* [What is needed]:
Output range, inclusive: from the line containing "Uses the configured" to the line containing "the configured prefix.". Restate those lines from the data below word for word and only those.

[Task input — start]

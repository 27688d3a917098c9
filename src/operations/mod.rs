//! Public operations: transcribe, analyze, chat and list_models.
//!
//! Each operation is a linear pipeline over the lower layers:
//! normalize, build the payload, route, forward, then extract the result.
//! Nothing is kept between calls apart from the pooled HTTP client.

mod payload;

pub use payload::{analyze_prompt, audio_payload, chat_payload};

use std::sync::Arc;

use bytes::Bytes;
use serde_json::Value;
use tracing::{debug, instrument};

use crate::audio::AudioNormalizer;
use crate::config::GatewayConfig;
use crate::errors::GatewayResult;
use crate::forwarder::{Forwarder, UpstreamPath};
use crate::routing::{audio_upstream, models_upstream, select_upstream, select_upstream_value};
use crate::transport::{HttpResponse, HttpTransport};
use crate::types::{JsonObject, Message};

/// Entry point for gateway operations.
///
/// Cheap to clone; clones share the HTTP connection pool.
#[derive(Debug, Clone)]
pub struct Gateway {
    config: Arc<GatewayConfig>,
    forwarder: Forwarder,
    normalizer: AudioNormalizer,
}

impl Gateway {
    /// Creates a gateway with a pooled reqwest transport.
    pub fn new(config: GatewayConfig) -> GatewayResult<Self> {
        let forwarder = Forwarder::new(&config)?;
        Ok(Self::build(config, forwarder))
    }

    /// Creates a gateway over a custom transport.
    pub fn with_transport(config: GatewayConfig, transport: Arc<dyn HttpTransport>) -> Self {
        Self::build(config, Forwarder::with_transport(transport))
    }

    fn build(config: GatewayConfig, forwarder: Forwarder) -> Self {
        let normalizer = AudioNormalizer::new(&config);
        Self {
            config: Arc::new(config),
            forwarder,
            normalizer,
        }
    }

    /// Returns the configuration.
    pub fn config(&self) -> &GatewayConfig {
        &self.config
    }

    /// Transcribes audio.
    ///
    /// Uses the configured transcription prompt unless `system_prompt` is
    /// given.
    #[instrument(skip(self, audio, system_prompt), fields(bytes = audio.len()))]
    pub async fn transcribe(&self, audio: Bytes, system_prompt: Option<&str>) -> GatewayResult<String> {
        let prompt = system_prompt.unwrap_or_else(|| self.config.transcribe_system_prompt());
        self.complete_audio(audio, prompt).await
    }

    /// Runs a free-form instruction against audio.
    ///
    /// The instruction is passed through verbatim. `system_prompt_prefix`
    /// overrides the configured prefix.
    #[instrument(skip(self, audio, instruction, system_prompt_prefix), fields(bytes = audio.len()))]
    pub async fn analyze(
        &self,
        audio: Bytes,
        instruction: &str,
        system_prompt_prefix: Option<&str>,
    ) -> GatewayResult<String> {
        let prefix =
            system_prompt_prefix.unwrap_or_else(|| self.config.analyze_system_prompt_prefix());
        let prompt = analyze_prompt(prefix, instruction);
        self.complete_audio(audio, &prompt).await
    }

    /// Sends a chat completion and returns the full response object.
    ///
    /// `extra` is merged into the top level of the request; no system prompt
    /// is added.
    #[instrument(skip_all, fields(messages = messages.len()))]
    pub async fn chat(&self, messages: Vec<Message>, extra: JsonObject) -> GatewayResult<JsonObject> {
        let body = chat_payload(messages, extra);
        let upstream = select_upstream(&body, &self.config)?;
        let response = self
            .forwarder
            .forward(upstream, UpstreamPath::ChatCompletions, Some(payload::encode(&body)?))
            .await?;
        payload::json_object(upstream, &response)
    }

    /// Lists models from the models backend.
    ///
    /// A non-2xx answer is an error, never an empty list.
    #[instrument(skip(self))]
    pub async fn list_models(&self) -> GatewayResult<JsonObject> {
        let upstream = models_upstream(&self.config)?;
        let response = self
            .forwarder
            .forward(upstream, UpstreamPath::Models, None)
            .await?;
        payload::json_object(upstream, &response)
    }

    /// Routes `body` and forwards `raw` unchanged.
    ///
    /// The upstream response is returned whatever its status.
    pub async fn forward_chat_raw(&self, body: &Value, raw: Bytes) -> GatewayResult<HttpResponse> {
        let upstream = select_upstream_value(body, &self.config)?;
        self.forwarder
            .forward(upstream, UpstreamPath::ChatCompletions, Some(raw))
            .await
    }

    /// Forwards a model listing and returns the upstream response unchanged.
    pub async fn forward_models_raw(&self) -> GatewayResult<HttpResponse> {
        let upstream = models_upstream(&self.config)?;
        self.forwarder.forward(upstream, UpstreamPath::Models, None).await
    }

    async fn complete_audio(&self, audio: Bytes, system_prompt: &str) -> GatewayResult<String> {
        let upstream = audio_upstream(&self.config)?;
        let wav = self.normalizer.normalize(audio).await?;
        let body = audio_payload(system_prompt, &wav);
        debug!(upstream = %upstream, wav_bytes = wav.len(), "Sending audio request");

        let response = self
            .forwarder
            .forward(upstream, UpstreamPath::ChatCompletions, Some(payload::encode(&body)?))
            .await?;
        payload::message_content(upstream, &response)
    }
}

/// Transcribes audio with a one-off [`Gateway`].
pub async fn transcribe(
    audio: Bytes,
    config: &GatewayConfig,
    system_prompt: Option<&str>,
) -> GatewayResult<String> {
    Gateway::new(config.clone())?.transcribe(audio, system_prompt).await
}

/// Analyzes audio with a one-off [`Gateway`].
pub async fn analyze(
    audio: Bytes,
    instruction: &str,
    config: &GatewayConfig,
    system_prompt_prefix: Option<&str>,
) -> GatewayResult<String> {
    Gateway::new(config.clone())?
        .analyze(audio, instruction, system_prompt_prefix)
        .await
}

/// Sends a chat completion with a one-off [`Gateway`].
pub async fn chat(
    messages: Vec<Message>,
    config: &GatewayConfig,
    extra: JsonObject,
) -> GatewayResult<JsonObject> {
    Gateway::new(config.clone())?.chat(messages, extra).await
}

/// Lists models with a one-off [`Gateway`].
pub async fn list_models(config: &GatewayConfig) -> GatewayResult<JsonObject> {
    Gateway::new(config.clone())?.list_models().await
}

[Task input — finish]

* [Answer for the task]:
    /// Uses the configured transcription prompt unless `system_prompt` is
    /// given.
    #[instrument(skip(self, audio, system_prompt), fields(bytes = audio.len()))]
    pub async fn transcribe(&self, audio: Bytes, system_prompt: Option<&str>) -> GatewayResult<String> {
        let prompt = system_prompt.unwrap_or_else(|| self.config.transcribe_system_prompt());
        self.complete_audio(audio, prompt).await
    }

    /// Runs a free-form instruction against audio.
    ///
    /// The instruction is passed through verbatim. `system_prompt_prefix`
    /// overrides the configured prefix.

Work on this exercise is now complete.